Short biography, discoveries and main studies
He was not a prominent student until he transferred to the Higher Normal School in 1843. He graduated and had access to the classes of a great French chemist named Jean Baptiste Dumas. From then on, he became interested in chemistry.
His interest in chemistry was so great that he soon became a professor of chemistry in Strasbourg and some time later in Paris.
In 1848, he made a discovery about tartaric acid dimorphism while observing under the microscope the astonishing symmetry presented in both types of racemic acid crystals.
At only 26 years old, Pasteur made a discovery about the deviation in the plane of polarization of light that earned him the grant of the French Legion d'Honneur. "
Some time later, he complied with some of the region's winemakers and brewers who asked him to find out how the wines and beers soured.
During his investigation, using a microscope, he found that the yeast caused this process.
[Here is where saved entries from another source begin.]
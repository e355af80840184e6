//! Dynamic loader: flash bundle in, executable arena image out.
//!
//! Guest binaries are linked position-independent. Their data section
//! holds module-relative offsets, and the bundle's relocation table names
//! every data word that needs the image base added once the load address
//! is known. Code is never patched, only data; the text could in
//! principle stay in flash.

use log::{debug, error};

use quartzos_app_proto::{self as proto, ApplicationHeader};

use crate::app::arena::Arena;
use crate::app::AppError;
use crate::config::MAX_APP_STACK_SIZE;
use crate::flash::FlashDriver;
use crate::port::{HeapRegion, StackRegion};

/// Address of the host's published symbol table, the guest's only
/// discovery mechanism for host services. The loader writes it into the
/// image at the header's `sym_table_addr`; an image without it would jump
/// to zero on its first host call.
#[derive(Clone, Copy, Debug, PartialEq, Eq)]
pub struct SymbolTable(usize);

impl SymbolTable {
    pub const fn at_addr(addr: usize) -> Self {
        Self(addr)
    }

    pub fn from_ptr(table: *const ()) -> Self {
        Self(table as usize)
    }

    /// Guest pointers are 32 bits wide; on a wider host the low word is
    /// what lands in the image.
    fn as_u32(self) -> u32 {
        self.0 as u32
    }
}

/// A relocated, ready-to-execute guest image.
#[derive(Clone, Copy, Debug)]
pub struct LoadedImage {
    pub header: ApplicationHeader,
    /// Absolute entry address: arena base + header offset.
    pub entry_addr: usize,
    pub heap: HeapRegion,
    pub stack: StackRegion,
}

/// Produce a runnable image of the app in `slot`.
///
/// Fails with `LoadFailed` when the flash part won't deliver the bundle,
/// `TooBig` when the image plus the reserved stack cannot fit the arena,
/// `BadReloc` when a relocation entry points outside the binary, and
/// `InvalidBinary` when the header shape or the binary checksum is wrong.
/// On any failure the arena contents are unspecified and no task may be
/// spawned from it.
pub fn load(
    flash: &dyn FlashDriver,
    slot: u8,
    arena: &mut Arena,
    sym: SymbolTable,
) -> Result<LoadedImage, AppError> {
    // The manifest's cached header may be stale; trust flash, not the scan.
    let mut hdr_buf = [0u8; proto::HEADER_SIZE];
    flash
        .read(slot, 0, &mut hdr_buf)
        .map_err(|_| AppError::LoadFailed)?;
    let header = ApplicationHeader::parse(&hdr_buf).map_err(|_| AppError::LoadFailed)?;

    let app_size = header.app_size as usize;
    let virtual_size = header.virtual_size as usize;
    let reloc_count = header.reloc_entries_count as usize;

    let table_len = reloc_count.checked_mul(4).ok_or(AppError::TooBig)?;
    let image_len = app_size.checked_add(table_len).ok_or(AppError::TooBig)?;
    let footprint = virtual_size
        .checked_add(MAX_APP_STACK_SIZE * 4)
        .ok_or(AppError::TooBig)?;
    if footprint > arena.len() || image_len > arena.len() {
        error!(
            "app: {} does not fit: vsize {:#x} + stack > arena {:#x}",
            header.name(),
            virtual_size,
            arena.len()
        );
        return Err(AppError::TooBig);
    }
    if virtual_size < app_size || (header.offset as usize) >= app_size {
        return Err(AppError::InvalidBinary);
    }

    // Binary and relocation table land at arena offset 0 in one read.
    let dst = arena.bytes_mut(0..image_len).map_err(|_| AppError::TooBig)?;
    flash
        .read(slot, proto::HEADER_SIZE as u32, dst)
        .map_err(|_| AppError::LoadFailed)?;

    let crc = proto::crc32::crc32_ieee(arena.bytes(0..app_size).map_err(|_| AppError::TooBig)?);
    if crc != header.crc {
        error!(
            "app: crc mismatch for {} (slot {}): header {:#010x} computed {:#010x}",
            header.name(),
            slot,
            header.crc,
            crc
        );
        return Err(AppError::InvalidBinary);
    }

    // Relocation: each table entry names a data word (arena byte offset)
    // holding a module-relative value; add the image base and write it
    // back. Entries must stay inside the binary.
    let base = arena.base_addr();
    for i in 0..reloc_count {
        let entry_off = app_size + i * 4;
        let raw = arena
            .bytes(entry_off..entry_off + 4)
            .map_err(|_| AppError::BadReloc)?;
        let got_slot = u32::from_le_bytes(raw.try_into().unwrap_or([0; 4])) as usize;
        if got_slot >= app_size {
            error!(
                "app: reloc {} of {} points outside the binary ({:#x})",
                i,
                header.name(),
                got_slot
            );
            return Err(AppError::BadReloc);
        }
        let index = got_slot / 4;
        let existing = arena.read_word(index).map_err(|_| AppError::BadReloc)?;
        arena
            .patch_word(index, (base as u32).wrapping_add(existing))
            .map_err(|_| AppError::BadReloc)?;
    }

    // BSS is zeroed after relocation; the range also wipes the spent
    // relocation table.
    arena
        .zero_range(app_size..virtual_size)
        .map_err(|_| AppError::TooBig)?;

    // The one point where the host ABI crosses into the guest.
    arena
        .write_bytes(header.sym_table_addr as usize, &sym.as_u32().to_le_bytes())
        .map_err(|_| AppError::InvalidBinary)?;

    log_signature(&header);

    Ok(LoadedImage {
        header,
        entry_addr: base + header.offset as usize,
        heap: arena.heap_region(virtual_size),
        stack: arena.stack_region(),
    })
}

fn log_signature(header: &ApplicationHeader) {
    debug!("app: signature:");
    debug!(
        "app:   sdk {}.{} app {}.{}",
        header.sdk_version.major,
        header.sdk_version.minor,
        header.app_version.major,
        header.app_version.minor
    );
    debug!(
        "app:   name {} company {} icon {}",
        header.name(),
        header.company(),
        header.icon_resource_id
    );
    debug!(
        "app:   size {:#x} entry {:#x} crc {:#010x}",
        header.app_size, header.offset, header.crc
    );
    debug!(
        "app:   sym {:#x} flags {:#x} relocs {} vsize {:#x}",
        header.sym_table_addr, header.flags, header.reloc_entries_count, header.virtual_size
    );
}

#[cfg(test)]
mod tests {
    use super::*;
    use crate::config::MAX_APP_MEMORY_SIZE;
    use crate::flash::MemFlash;
    use crate::testutil::{packed_slot, test_arena};
    use quartzos_app_proto::{encode_name, Version, APP_MAGIC};

    fn face_header(app_size: u32, virtual_size: u32) -> ApplicationHeader {
        ApplicationHeader {
            magic: APP_MAGIC,
            sdk_version: Version::new(5, 19),
            app_version: Version::new(1, 0),
            app_size,
            offset: 0x20,
            crc: 0,
            name: encode_name("Tempus"),
            company: encode_name("quartz"),
            icon_resource_id: 0,
            sym_table_addr: 0x10,
            flags: 0,
            reloc_entries_count: 0,
            virtual_size,
        }
    }

    fn flash_with_slot(slot: u8, image: &[u8]) -> MemFlash {
        let mut flash = MemFlash::blank();
        flash.program_slot(slot, image);
        flash
    }

    #[test]
    fn relocates_zeroes_bss_and_installs_symbols() {
        let mut body = vec![0u8; 0x400];
        body[0x100..0x104].copy_from_slice(&0x80u32.to_le_bytes());
        body[0x104..0x108].copy_from_slice(&0x90u32.to_le_bytes());
        let image = packed_slot(&face_header(0x400, 0x500), &body, &[0x100, 0x104]);
        let flash = flash_with_slot(3, &image);
        let mut arena = test_arena(MAX_APP_MEMORY_SIZE);
        let sym = SymbolTable::at_addr(0x0804_2000);

        let loaded = load(&flash, 3, &mut arena, sym).unwrap();

        let base = arena.base_addr() as u32;
        assert_eq!(arena.read_word(0x100 / 4).unwrap(), base.wrapping_add(0x80));
        assert_eq!(arena.read_word(0x104 / 4).unwrap(), base.wrapping_add(0x90));
        assert_eq!(arena.bytes(0x400..0x500).unwrap(), &[0u8; 0x100][..]);
        assert_eq!(
            arena.bytes(0x10..0x14).unwrap(),
            &0x0804_2000u32.to_le_bytes()
        );
        assert_eq!(loaded.entry_addr, arena.base_addr() + 0x20);
        assert_eq!(loaded.heap.base, arena.base_addr() + 0x500);
        assert_eq!(
            loaded.heap.size,
            MAX_APP_MEMORY_SIZE - 0x500 - MAX_APP_STACK_SIZE * 4
        );
        assert_eq!(loaded.stack.words, MAX_APP_STACK_SIZE);
    }

    #[test]
    fn oversize_image_is_rejected_before_touching_the_arena() {
        let body = vec![0u8; 0x40];
        let image = packed_slot(&face_header(0x40, MAX_APP_MEMORY_SIZE as u32), &body, &[]);
        let flash = flash_with_slot(0, &image);
        let mut arena = test_arena(MAX_APP_MEMORY_SIZE);
        arena.write_bytes(0, &[0xA5; 16]).unwrap();

        let err = load(&flash, 0, &mut arena, SymbolTable::at_addr(0)).unwrap_err();
        assert_eq!(err, AppError::TooBig);
        assert_eq!(arena.bytes(0..16).unwrap(), &[0xA5; 16][..]);
    }

    #[test]
    fn relocation_outside_the_binary_fails() {
        let body = vec![0u8; 0x100];
        let image = packed_slot(&face_header(0x100, 0x100), &body, &[0x100]);
        let flash = flash_with_slot(1, &image);
        let mut arena = test_arena(MAX_APP_MEMORY_SIZE);

        let err = load(&flash, 1, &mut arena, SymbolTable::at_addr(0)).unwrap_err();
        assert_eq!(err, AppError::BadReloc);
    }

    #[test]
    fn corrupted_binary_fails_the_checksum() {
        let body = vec![0x11u8; 0x100];
        let mut image = packed_slot(&face_header(0x100, 0x100), &body, &[]);
        image[proto::HEADER_SIZE + 5] ^= 0xFF;
        let flash = flash_with_slot(2, &image);
        let mut arena = test_arena(MAX_APP_MEMORY_SIZE);

        let err = load(&flash, 2, &mut arena, SymbolTable::at_addr(0)).unwrap_err();
        assert_eq!(err, AppError::InvalidBinary);
    }

    #[test]
    fn empty_slot_fails_as_a_load_error() {
        let flash = MemFlash::blank();
        let mut arena = test_arena(MAX_APP_MEMORY_SIZE);
        let err = load(&flash, 9, &mut arena, SymbolTable::at_addr(0)).unwrap_err();
        assert_eq!(err, AppError::LoadFailed);
    }
}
It solved this problem through a process that originated the current technique of pasteurization of foods.
From this new discovery, it was found that in both fermentation and organic decomposition processes, there is the action of microorganisms.
In 1865, its discovery was used by surgeon Joseph Lister, who used Pasteur's knowledge to eliminate microorganisms present in wounds and surgical incisions.
In the year 1871, Pasteur insisted that all doctors in military hospitals adopt this technique on all medical procedure instruments.
In his "germ theory of infectious diseases," this leading chemist and researcher argues for the idea that every infectious disease has its cause in a microorganism that can spread among people. According to him, one must identify the causative microbe of each disease to find a way to combat it.
His intense studies on the life of pathogenic microorganisms led him to find a way to fight them, and it was from then on that he discovered vaccines, including anti-rabies.
The Pasteur Institute was founded in 1888 by Louis Pasteur himself. Today, this institute is one of the most famous research centers today.